#![allow(dead_code)]

//! Mock collaborators for unit tests.
//!
//! Integration tests have their own copy of these under
//! `tests/common/mock_support.rs`; this module is gated with `#[cfg(test)]`.

use crate::api::{Step, ToolResponse, meta};
use crate::error::{KernelError, Result};
use crate::traits::{ChatMessage, ChatOptions, ChatResponse, LanguageModel, Tool};
use async_trait::async_trait;
use std::sync::Mutex;
use std::sync::atomic::{AtomicU32, Ordering};

/// Mock tool with configurable data, similarity, faults, and delay.
pub struct MockTool {
    name: String,
    data: String,
    similarity: Option<f64>,
    error_response: Option<String>,
    fault_count: AtomicU32,
    delay_ms: u64,
    call_count: AtomicU32,
}

impl MockTool {
    pub fn new(name: &str) -> Self {
        Self {
            name: name.to_string(),
            data: "mock data".to_string(),
            similarity: None,
            error_response: None,
            fault_count: AtomicU32::new(0),
            delay_ms: 0,
            call_count: AtomicU32::new(0),
        }
    }

    /// Data returned on success.
    pub fn with_data(mut self, data: &str) -> Self {
        self.data = data.to_string();
        self
    }

    /// Attach a `similarity` metadata value to successful responses.
    pub fn with_similarity(mut self, similarity: f64) -> Self {
        self.similarity = Some(similarity);
        self
    }

    /// Always return an ordinary error response with this message.
    pub fn with_error_response(mut self, message: &str) -> Self {
        self.error_response = Some(message.to_string());
        self
    }

    /// Fail the first `count` calls with `Err(ToolFailed)`.
    pub fn with_fault_count(mut self, count: u32) -> Self {
        self.fault_count = AtomicU32::new(count);
        self
    }

    /// Sleep before responding.
    pub fn with_delay_ms(mut self, delay_ms: u64) -> Self {
        self.delay_ms = delay_ms;
        self
    }

    pub fn call_count(&self) -> u32 {
        self.call_count.load(Ordering::SeqCst)
    }
}

#[async_trait]
impl Tool for MockTool {
    fn name(&self) -> &str {
        &self.name
    }

    async fn execute(&self, _step: &Step) -> Result<ToolResponse> {
        self.call_count.fetch_add(1, Ordering::SeqCst);

        if self.delay_ms > 0 {
            tokio::time::sleep(std::time::Duration::from_millis(self.delay_ms)).await;
        }

        if self.fault_count.load(Ordering::SeqCst) > 0 {
            self.fault_count.fetch_sub(1, Ordering::SeqCst);
            return Err(KernelError::ToolFailed("mock fault".to_string()));
        }

        if let Some(message) = &self.error_response {
            return Ok(ToolResponse::error(message.clone()));
        }

        let mut response = ToolResponse::success(self.data.clone());
        if let Some(similarity) = self.similarity {
            response.insert_meta(meta::SIMILARITY, similarity);
        }
        Ok(response)
    }
}

/// Mock language model that pops scripted responses in order; the last
/// response repeats once the script is exhausted.
pub struct MockLanguageModel {
    responses: Mutex<Vec<String>>,
    fail_count: AtomicU32,
    call_count: AtomicU32,
}

impl MockLanguageModel {
    pub fn new(responses: Vec<&str>) -> Self {
        Self {
            responses: Mutex::new(responses.into_iter().map(String::from).collect()),
            fail_count: AtomicU32::new(0),
            call_count: AtomicU32::new(0),
        }
    }

    /// Fail the first `count` calls with `Err(LlmUnavailable)`.
    pub fn with_fail_count(mut self, count: u32) -> Self {
        self.fail_count = AtomicU32::new(count);
        self
    }

    pub fn call_count(&self) -> u32 {
        self.call_count.load(Ordering::SeqCst)
    }
}

#[async_trait]
impl LanguageModel for MockLanguageModel {
    async fn chat(&self, _messages: &[ChatMessage], _options: ChatOptions) -> Result<ChatResponse> {
        self.call_count.fetch_add(1, Ordering::SeqCst);

        if self.fail_count.load(Ordering::SeqCst) > 0 {
            self.fail_count.fetch_sub(1, Ordering::SeqCst);
            return Err(KernelError::LlmUnavailable("mock outage".to_string()));
        }

        let mut responses = self.responses.lock().unwrap();
        let content = if responses.len() > 1 {
            responses.remove(0)
        } else {
            responses
                .first()
                .cloned()
                .unwrap_or_else(|| "mock answer".to_string())
        };
        Ok(ChatResponse { content })
    }

    fn model_id(&self) -> &str {
        "mock-model"
    }
}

- - -

Show the lines of the entries that include the string "similarity", copying each in full.

/// Mock tool with configurable data, similarity, faults, and delay.
    similarity: Option<f64>,
            similarity: None,
    /// Attach a `similarity` metadata value to successful responses.
    pub fn with_similarity(mut self, similarity: f64) -> Self {
        self.similarity = Some(similarity);
        if let Some(similarity) = self.similarity {
            response.insert_meta(meta::SIMILARITY, similarity);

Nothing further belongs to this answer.